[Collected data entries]
_ _ _

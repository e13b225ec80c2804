use std::io::{self, Stdout, stdout};
use std::sync::Arc;
use std::time::Duration;

use anyhow::{Context, Result};
use clap::Parser;
use crossterm::{
    ExecutableCommand,
    event::{self, DisableMouseCapture, EnableMouseCapture},
    terminal::{EnterAlternateScreen, LeaveAlternateScreen, disable_raw_mode, enable_raw_mode},
};
use folio_config::AppConfig;
use ratatui::prelude::*;

mod config;
mod preview_view;
mod text_input;
mod ui;

use preview_view::{FRAME_INTERVAL, LaunchOptions, PreviewView};

#[derive(Parser)]
#[command(name = "folio")]
#[command(about = "Preview archived text files in the terminal", long_about = None)]
#[command(version)]
struct Args {
    /// Numeric id of the file to preview
    file_id: u64,

    /// Start with a partial preview of the leading lines
    #[arg(long)]
    partial: bool,

    /// Don't ask the server for metadata; use --name/--mime instead
    #[arg(long)]
    skip_metadata: bool,

    /// File name hint, used for language detection
    #[arg(long)]
    name: Option<String>,

    /// MIME type hint
    #[arg(long = "mime")]
    mime_type: Option<String>,

    /// Override the configured server
    #[arg(long)]
    base_url: Option<String>,
}

fn main() -> Result<()> {
    env_logger::init();
    let args = Args::parse();

    let mut app_config = AppConfig::load_or_create();
    if let Some(base_url) = args.base_url {
        app_config.base_url = base_url;
    }
    log::debug!("using {}", app_config.base_url);

    let client = Arc::new(config::client(&app_config));
    let renderer = config::renderer(&app_config, Arc::clone(&client));
    let view = PreviewView::new(
        LaunchOptions {
            file_id: args.file_id,
            partial: args.partial,
            skip_metadata: args.skip_metadata,
            name: args.name,
            mime_type: args.mime_type,
        },
        client,
        renderer,
        app_config.word_wrap,
    );

    run_tui(view).context("terminal UI failed")
}

fn run_tui(mut view: PreviewView) -> io::Result<()> {
    enable_raw_mode()?;
    stdout().execute(EnterAlternateScreen)?;
    stdout().execute(EnableMouseCapture)?;

    let result = Terminal::new(CrosstermBackend::new(stdout()))
        .and_then(|mut terminal| event_loop(&mut terminal, &mut view));

    disable_raw_mode()?;
    stdout().execute(DisableMouseCapture)?;
    stdout().execute(LeaveAlternateScreen)?;

    result
}

fn event_loop(
    terminal: &mut Terminal<CrosstermBackend<Stdout>>,
    view: &mut PreviewView,
) -> io::Result<()> {
    loop {
        view.drain_messages();
        view.flush_frame();
        terminal.draw(|f| view.render(f))?;

        if event::poll(FRAME_INTERVAL)? {
            view.handle_event(event::read()?);
            // Everything already queued lands in this frame.
            while event::poll(Duration::ZERO)? {
                view.handle_event(event::read()?);
            }
        }

        if view.should_quit() {
            return Ok(());
        }
    }
}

_ _ _

What you need to do » Could you state how many lines of the records contain "String"? Give the number and nothing else.

Answer below » 3